Task input ::
______________________________

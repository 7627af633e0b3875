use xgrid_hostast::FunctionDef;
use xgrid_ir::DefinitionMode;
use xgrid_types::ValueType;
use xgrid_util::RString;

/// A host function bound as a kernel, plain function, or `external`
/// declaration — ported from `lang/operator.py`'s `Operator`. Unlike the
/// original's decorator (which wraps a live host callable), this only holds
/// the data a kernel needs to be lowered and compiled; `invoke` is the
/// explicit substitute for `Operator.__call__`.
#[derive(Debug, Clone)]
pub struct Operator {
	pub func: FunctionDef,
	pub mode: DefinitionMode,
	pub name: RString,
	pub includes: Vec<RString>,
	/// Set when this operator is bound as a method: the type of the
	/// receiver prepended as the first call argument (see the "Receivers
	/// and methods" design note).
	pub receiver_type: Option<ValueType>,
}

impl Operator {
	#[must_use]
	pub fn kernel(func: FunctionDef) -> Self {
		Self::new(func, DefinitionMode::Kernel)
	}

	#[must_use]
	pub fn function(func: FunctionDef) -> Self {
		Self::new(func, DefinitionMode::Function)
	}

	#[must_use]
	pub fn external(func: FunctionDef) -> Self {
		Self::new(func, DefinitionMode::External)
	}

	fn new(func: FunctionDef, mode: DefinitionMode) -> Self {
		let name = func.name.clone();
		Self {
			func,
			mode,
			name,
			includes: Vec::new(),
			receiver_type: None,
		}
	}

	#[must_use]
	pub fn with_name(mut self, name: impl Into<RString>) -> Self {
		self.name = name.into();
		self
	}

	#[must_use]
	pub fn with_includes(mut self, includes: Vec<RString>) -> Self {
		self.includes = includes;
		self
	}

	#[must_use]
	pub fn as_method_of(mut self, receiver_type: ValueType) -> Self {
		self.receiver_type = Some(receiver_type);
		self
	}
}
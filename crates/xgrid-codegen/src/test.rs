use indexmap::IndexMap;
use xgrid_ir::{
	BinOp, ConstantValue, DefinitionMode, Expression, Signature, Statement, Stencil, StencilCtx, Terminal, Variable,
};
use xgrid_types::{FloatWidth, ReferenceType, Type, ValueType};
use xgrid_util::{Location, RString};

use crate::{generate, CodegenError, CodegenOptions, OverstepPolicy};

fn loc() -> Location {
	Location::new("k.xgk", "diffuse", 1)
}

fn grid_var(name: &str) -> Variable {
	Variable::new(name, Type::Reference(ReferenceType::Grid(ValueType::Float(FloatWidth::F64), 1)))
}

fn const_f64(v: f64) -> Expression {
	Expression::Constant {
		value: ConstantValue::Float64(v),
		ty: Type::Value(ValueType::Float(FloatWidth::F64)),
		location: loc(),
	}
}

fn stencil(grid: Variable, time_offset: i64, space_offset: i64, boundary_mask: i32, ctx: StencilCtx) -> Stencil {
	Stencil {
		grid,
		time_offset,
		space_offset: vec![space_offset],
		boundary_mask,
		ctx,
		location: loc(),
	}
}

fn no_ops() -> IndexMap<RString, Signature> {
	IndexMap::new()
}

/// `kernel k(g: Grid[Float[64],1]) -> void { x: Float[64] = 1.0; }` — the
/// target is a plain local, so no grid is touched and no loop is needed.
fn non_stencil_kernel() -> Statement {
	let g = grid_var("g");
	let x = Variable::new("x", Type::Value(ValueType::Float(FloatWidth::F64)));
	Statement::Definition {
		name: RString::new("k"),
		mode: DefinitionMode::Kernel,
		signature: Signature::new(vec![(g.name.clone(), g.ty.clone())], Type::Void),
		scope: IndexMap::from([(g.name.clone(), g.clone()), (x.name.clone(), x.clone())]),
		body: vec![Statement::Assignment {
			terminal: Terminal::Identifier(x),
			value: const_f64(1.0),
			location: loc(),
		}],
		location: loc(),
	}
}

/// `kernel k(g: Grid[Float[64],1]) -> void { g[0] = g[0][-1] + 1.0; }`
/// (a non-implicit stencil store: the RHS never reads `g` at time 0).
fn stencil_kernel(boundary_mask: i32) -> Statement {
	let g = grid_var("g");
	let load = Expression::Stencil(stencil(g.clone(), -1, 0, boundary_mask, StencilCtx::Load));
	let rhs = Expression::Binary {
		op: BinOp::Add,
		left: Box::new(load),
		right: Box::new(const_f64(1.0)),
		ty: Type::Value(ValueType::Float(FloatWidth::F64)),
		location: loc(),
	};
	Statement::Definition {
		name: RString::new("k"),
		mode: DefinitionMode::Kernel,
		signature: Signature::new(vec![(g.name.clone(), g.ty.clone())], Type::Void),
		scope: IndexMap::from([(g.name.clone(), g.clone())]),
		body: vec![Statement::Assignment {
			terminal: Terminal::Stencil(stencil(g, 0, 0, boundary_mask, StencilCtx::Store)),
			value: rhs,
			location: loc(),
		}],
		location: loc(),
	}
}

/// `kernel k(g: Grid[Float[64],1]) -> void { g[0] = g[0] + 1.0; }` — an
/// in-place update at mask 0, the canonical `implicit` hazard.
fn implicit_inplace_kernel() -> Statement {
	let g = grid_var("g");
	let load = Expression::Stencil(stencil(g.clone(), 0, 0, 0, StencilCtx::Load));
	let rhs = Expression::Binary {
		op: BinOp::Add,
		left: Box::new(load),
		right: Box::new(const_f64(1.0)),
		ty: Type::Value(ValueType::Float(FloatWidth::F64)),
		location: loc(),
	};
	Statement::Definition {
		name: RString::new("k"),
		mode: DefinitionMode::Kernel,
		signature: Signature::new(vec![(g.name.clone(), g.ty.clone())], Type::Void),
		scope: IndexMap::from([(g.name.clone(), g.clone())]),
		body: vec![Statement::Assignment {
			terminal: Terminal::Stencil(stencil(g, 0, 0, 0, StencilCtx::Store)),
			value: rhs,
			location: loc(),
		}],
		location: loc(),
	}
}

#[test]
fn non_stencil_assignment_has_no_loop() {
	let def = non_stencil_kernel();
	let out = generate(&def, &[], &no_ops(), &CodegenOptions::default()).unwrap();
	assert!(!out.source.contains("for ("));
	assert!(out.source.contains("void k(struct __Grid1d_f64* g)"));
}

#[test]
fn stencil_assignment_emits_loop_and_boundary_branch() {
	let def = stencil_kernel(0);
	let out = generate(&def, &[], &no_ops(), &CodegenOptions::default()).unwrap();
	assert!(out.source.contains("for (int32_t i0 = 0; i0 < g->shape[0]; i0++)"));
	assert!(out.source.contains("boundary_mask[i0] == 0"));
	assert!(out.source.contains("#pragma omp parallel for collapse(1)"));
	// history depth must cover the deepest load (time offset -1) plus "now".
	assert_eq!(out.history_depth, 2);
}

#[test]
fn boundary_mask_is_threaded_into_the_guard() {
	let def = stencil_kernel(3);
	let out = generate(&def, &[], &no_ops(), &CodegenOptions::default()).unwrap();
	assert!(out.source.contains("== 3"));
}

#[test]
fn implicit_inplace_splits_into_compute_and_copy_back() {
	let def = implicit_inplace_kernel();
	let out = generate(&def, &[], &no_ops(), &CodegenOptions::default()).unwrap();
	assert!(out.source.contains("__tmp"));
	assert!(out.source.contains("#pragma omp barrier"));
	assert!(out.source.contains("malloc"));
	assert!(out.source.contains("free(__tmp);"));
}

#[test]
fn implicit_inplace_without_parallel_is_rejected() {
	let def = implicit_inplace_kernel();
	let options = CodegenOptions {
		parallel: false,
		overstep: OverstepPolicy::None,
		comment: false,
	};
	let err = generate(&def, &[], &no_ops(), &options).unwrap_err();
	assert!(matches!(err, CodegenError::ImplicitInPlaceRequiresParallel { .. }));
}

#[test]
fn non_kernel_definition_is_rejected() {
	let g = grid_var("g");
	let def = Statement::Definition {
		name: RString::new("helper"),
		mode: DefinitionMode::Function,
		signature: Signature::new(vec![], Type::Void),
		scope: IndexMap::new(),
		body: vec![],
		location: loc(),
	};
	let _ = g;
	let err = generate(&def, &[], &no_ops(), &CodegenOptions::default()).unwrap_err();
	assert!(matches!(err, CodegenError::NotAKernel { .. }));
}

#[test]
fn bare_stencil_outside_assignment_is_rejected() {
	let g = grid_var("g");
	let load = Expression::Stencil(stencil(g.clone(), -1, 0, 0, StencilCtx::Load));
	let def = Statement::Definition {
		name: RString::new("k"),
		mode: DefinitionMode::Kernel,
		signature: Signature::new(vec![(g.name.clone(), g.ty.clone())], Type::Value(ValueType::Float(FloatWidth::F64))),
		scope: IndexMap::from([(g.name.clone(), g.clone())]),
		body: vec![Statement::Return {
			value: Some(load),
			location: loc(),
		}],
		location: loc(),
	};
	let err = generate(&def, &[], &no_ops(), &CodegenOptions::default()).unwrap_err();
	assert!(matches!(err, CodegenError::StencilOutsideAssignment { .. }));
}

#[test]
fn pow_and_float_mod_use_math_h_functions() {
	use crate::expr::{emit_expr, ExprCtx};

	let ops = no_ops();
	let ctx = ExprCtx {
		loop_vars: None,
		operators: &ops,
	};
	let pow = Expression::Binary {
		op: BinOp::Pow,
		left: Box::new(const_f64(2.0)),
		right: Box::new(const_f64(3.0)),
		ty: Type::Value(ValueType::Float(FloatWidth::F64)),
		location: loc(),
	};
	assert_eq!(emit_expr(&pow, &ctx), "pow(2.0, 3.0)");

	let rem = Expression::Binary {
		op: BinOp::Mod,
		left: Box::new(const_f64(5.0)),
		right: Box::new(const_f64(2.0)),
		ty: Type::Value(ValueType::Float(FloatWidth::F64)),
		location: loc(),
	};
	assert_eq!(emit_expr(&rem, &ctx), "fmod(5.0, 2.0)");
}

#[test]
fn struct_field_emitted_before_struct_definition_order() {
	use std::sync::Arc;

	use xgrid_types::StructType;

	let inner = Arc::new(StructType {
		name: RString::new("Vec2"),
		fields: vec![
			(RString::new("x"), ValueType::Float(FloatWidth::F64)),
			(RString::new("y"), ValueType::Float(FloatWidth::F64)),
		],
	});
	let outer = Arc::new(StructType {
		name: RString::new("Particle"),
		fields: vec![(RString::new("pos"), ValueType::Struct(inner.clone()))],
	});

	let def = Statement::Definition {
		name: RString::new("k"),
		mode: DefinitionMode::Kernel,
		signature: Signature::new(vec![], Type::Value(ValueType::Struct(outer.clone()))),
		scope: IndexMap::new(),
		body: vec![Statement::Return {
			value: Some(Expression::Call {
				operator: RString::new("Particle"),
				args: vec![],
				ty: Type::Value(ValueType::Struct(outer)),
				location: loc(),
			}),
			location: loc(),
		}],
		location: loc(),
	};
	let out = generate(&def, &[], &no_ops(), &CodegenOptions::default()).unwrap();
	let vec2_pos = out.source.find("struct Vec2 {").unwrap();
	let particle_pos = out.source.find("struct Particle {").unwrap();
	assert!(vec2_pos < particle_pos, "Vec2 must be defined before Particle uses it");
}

______________________________

What to work on :: Copy each line of the records that contains the word "Binary".

Answer below ::
	let rhs = Expression::Binary {
	let rhs = Expression::Binary {
	let pow = Expression::Binary {
	let rem = Expression::Binary {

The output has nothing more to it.